O diretor da Berlinale destacou, porém, que a farta seleção de obras brasileiras se baseou unicamente na qualidade do material inscrito. "Não escolhemos tantos filmes brasileiros para fazer um posicionamento político. Eles foram escolhidos porque são filmes fortes", garantiu.

Mendonça Filho e os demais jurados da Berlinale na abertura do festival nesta quinta-feiraFoto: picture-alliance/dpa/C. Soeder

Brasil na Berlinale 2020

O Brasil disputará o Urso de Ouro com Todos os mortos, de Caetano Gotardo e Marco Dutra. Coprodução entre Brasil e França, o longa discute a herança da escravidão na virada do século 19.

O país vem forte também, com cinco filmes, na mostra Panorama – a segunda mais importante e a única a ter uma premiação definida pelo público. Uma das obras é Nardjes A., do premiado cineasta Karim Aïnouz, que volta ao festival com um documentário sobre uma jovem ativista que luta pela democracia na Argélia.

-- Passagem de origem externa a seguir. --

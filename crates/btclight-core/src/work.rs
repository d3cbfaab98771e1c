//! Compact difficulty targets and chain work.
//!
//! Bitcoin encodes a 256-bit target in 32 bits: one size byte and a 23-bit
//! mantissa with a sign bit. [`compact_to_target`] and [`target_to_compact`]
//! mirror Bitcoin Core's `SetCompact` / `GetCompact`.
//!
//! The work of a block is the expected number of hashes needed to find a
//! hash at or below its target, `2^256 / (target + 1)`. Forks are compared
//! by the sum of their blocks' work.

use primitive_types::U256;

use crate::types::Hash256;

/// Decode compact `bits` into `(target, negative, overflow)`.
///
/// The target is zero when either flag is set.
pub fn compact_to_target(bits: u32) -> (U256, bool, bool) {
    let size = bits >> 24;
    let mut word = bits & 0x007f_ffff;

    let negative = word != 0 && (bits & 0x0080_0000) != 0;
    let overflow = word != 0
        && (size > 34 || (word > 0xff && size > 33) || (word > 0xffff && size > 32));
    if negative || overflow {
        return (U256::zero(), negative, overflow);
    }

    let target = if size <= 3 {
        word >>= 8 * (3 - size);
        U256::from(word)
    } else {
        U256::from(word) << (8 * (size - 3) as usize)
    };
    (target, false, false)
}

/// Encode a target into compact form.
pub fn target_to_compact(target: U256) -> u32 {
    let mut size = target.bits().div_ceil(8) as u32;
    let mut compact = if size <= 3 {
        (target.low_u64() << (8 * (3 - size))) as u32
    } else {
        (target >> (8 * (size - 3) as usize)).low_u64() as u32
    };

    // The mantissa's top bit is the sign; shift it out of the way.
    if compact & 0x0080_0000 != 0 {
        compact >>= 8;
        size += 1;
    }
    compact | (size << 24)
}

/// Work represented by a single block with difficulty `bits`.
///
/// Zero when the bits do not encode a positive target.
pub fn work_from_bits(bits: u32) -> U256 {
    let (target, negative, overflow) = compact_to_target(bits);
    if negative || overflow || target.is_zero() {
        return U256::zero();
    }
    match target.checked_add(U256::one()) {
        // 2^256 / (target + 1) computed without a 257-bit intermediate.
        Some(denominator) => (!target / denominator) + U256::one(),
        None => U256::one(),
    }
}

/// Interpret a block hash as a little-endian 256-bit integer.
pub fn hash_to_u256(hash: &Hash256) -> U256 {
    U256::from_little_endian(hash.as_bytes())
}

/// Whether `hash` satisfies `target`.
pub fn hash_meets_target(hash: &Hash256, target: U256) -> bool {
    hash_to_u256(hash) <= target
}

#[cfg(test)]
mod tests {
    use super::*;

    // --- compact_to_target ---

    #[test]
    fn decodes_mainnet_pow_limit() {
        let (target, neg, ovf) = compact_to_target(0x1d00ffff);
        assert!(!neg && !ovf);
        assert_eq!(target, U256::from(0xffffu64) << 208);
    }

    #[test]
    fn decodes_small_sizes() {
        assert_eq!(compact_to_target(0x01003456).0, U256::zero());
        assert_eq!(compact_to_target(0x01123456).0, U256::from(0x12));
        assert_eq!(compact_to_target(0x02123456).0, U256::from(0x1234));
        assert_eq!(compact_to_target(0x03123456).0, U256::from(0x123456));
        assert_eq!(compact_to_target(0x04123456).0, U256::from(0x12345600u64));
    }

    #[test]
    fn detects_negative_and_overflow() {
        let (_, neg, ovf) = compact_to_target(0x04923456);
        assert!(neg);
        assert!(!ovf);

        let (target, neg, ovf) = compact_to_target(0xff123456);
        assert!(!neg);
        assert!(ovf);
        assert!(target.is_zero());

        // Zero mantissa is never negative or overflowing.
        let (target, neg, ovf) = compact_to_target(0x00800000);
        assert!(!neg && !ovf && target.is_zero());
    }

    // --- target_to_compact ---

    #[test]
    fn encodes_back_to_canonical_bits() {
        for bits in [0x1d00ffffu32, 0x207fffff, 0x170362d3, 0x1a0575ef, 0x03123456] {
            let (target, _, _) = compact_to_target(bits);
            assert_eq!(target_to_compact(target), bits, "bits {bits:#x}");
        }
    }

    #[test]
    fn encode_moves_sign_bit_into_size() {
        // 0x80 would set the sign bit in a 1-byte mantissa.
        assert_eq!(target_to_compact(U256::from(0x80)), 0x02008000);
        assert_eq!(target_to_compact(U256::zero()), 0);
    }

    // --- work ---

    #[test]
    fn regtest_block_work_is_two() {
        assert_eq!(work_from_bits(0x207fffff), U256::from(2));
    }

    #[test]
    fn mainnet_genesis_work() {
        // 2^256 / (0xffff * 2^208 + 1) = 0x100010001.
        assert_eq!(work_from_bits(0x1d00ffff), U256::from(0x1_0001_0001u64));
    }

    #[test]
    fn invalid_bits_have_no_work() {
        assert!(work_from_bits(0).is_zero());
        assert!(work_from_bits(0x04923456).is_zero());
        assert!(work_from_bits(0xff123456).is_zero());
    }

    #[test]
    fn harder_target_means_more_work() {
        assert!(work_from_bits(0x170362d3) > work_from_bits(0x1d00ffff));
    }

    // --- hash vs target ---

    #[test]
    fn hash_comparison_is_little_endian() {
        let mut bytes = [0u8; 32];
        bytes[0] = 0xff;
        let low = Hash256(bytes);
        assert_eq!(hash_to_u256(&low), U256::from(0xff));
        assert!(hash_meets_target(&low, U256::from(0xff)));
        assert!(!hash_meets_target(&low, U256::from(0xfe)));
    }
}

O reflexo do lago, de Fernando Segtowick, mostra a vida dos que moram, sem energia elétrica, nos arredores de uma das maiores hidrelétricas da Amazônia, sob um olhar ambientalista.

Ainda na Panorama, o diretor Matias Mariani conta em Cidade pássaro a história de um músico que deixa a Nigéria para procurar o irmão desaparecido em São Paulo. Completam a seleção Vento seco, de Daniel Nolasco, e a coprodução Un crimen común, dirigida pelo argentino Francisco Márquez.

Na mostra competitiva Encounters, que visa fomentar trabalhos "esteticamente ousados" e que possam trazer novas abordagens para o cinema, o Brasil pode levar um prêmio com Los conductos, do diretor Camilo Restrepo, feito em coprodução com França e Colômbia.

Há também filmes na seção Fórum, mais experimental, e na Generation, dedicada ao público infanto-juvenil, em que o Brasil apresenta mais quatro filmes. Entre eles, Alice Júnior, de Gil Baroni: uma ficção divertida sobre uma youtuber trans, que já passou por festivais no Brasil. A obra foi realizada com apoio da Ancine, na era pré-Bolsonaro.

O júri internacional da Berlinale é presidido pelo ator britânico Jeremy Irons e formado por seis jurados, que assistem aos 18 filmes da competição e concedem os prêmios no final do festival.

Além de Mendonça Filho, compõem o grupo a diretora palestina Annemarie Jacir, a atriz argentina Bérénice Bejo, a produtora alemã Bettina Brokemper, o cineasta americano Kenneth Lonergan e o ator italiano Luca Marinelli.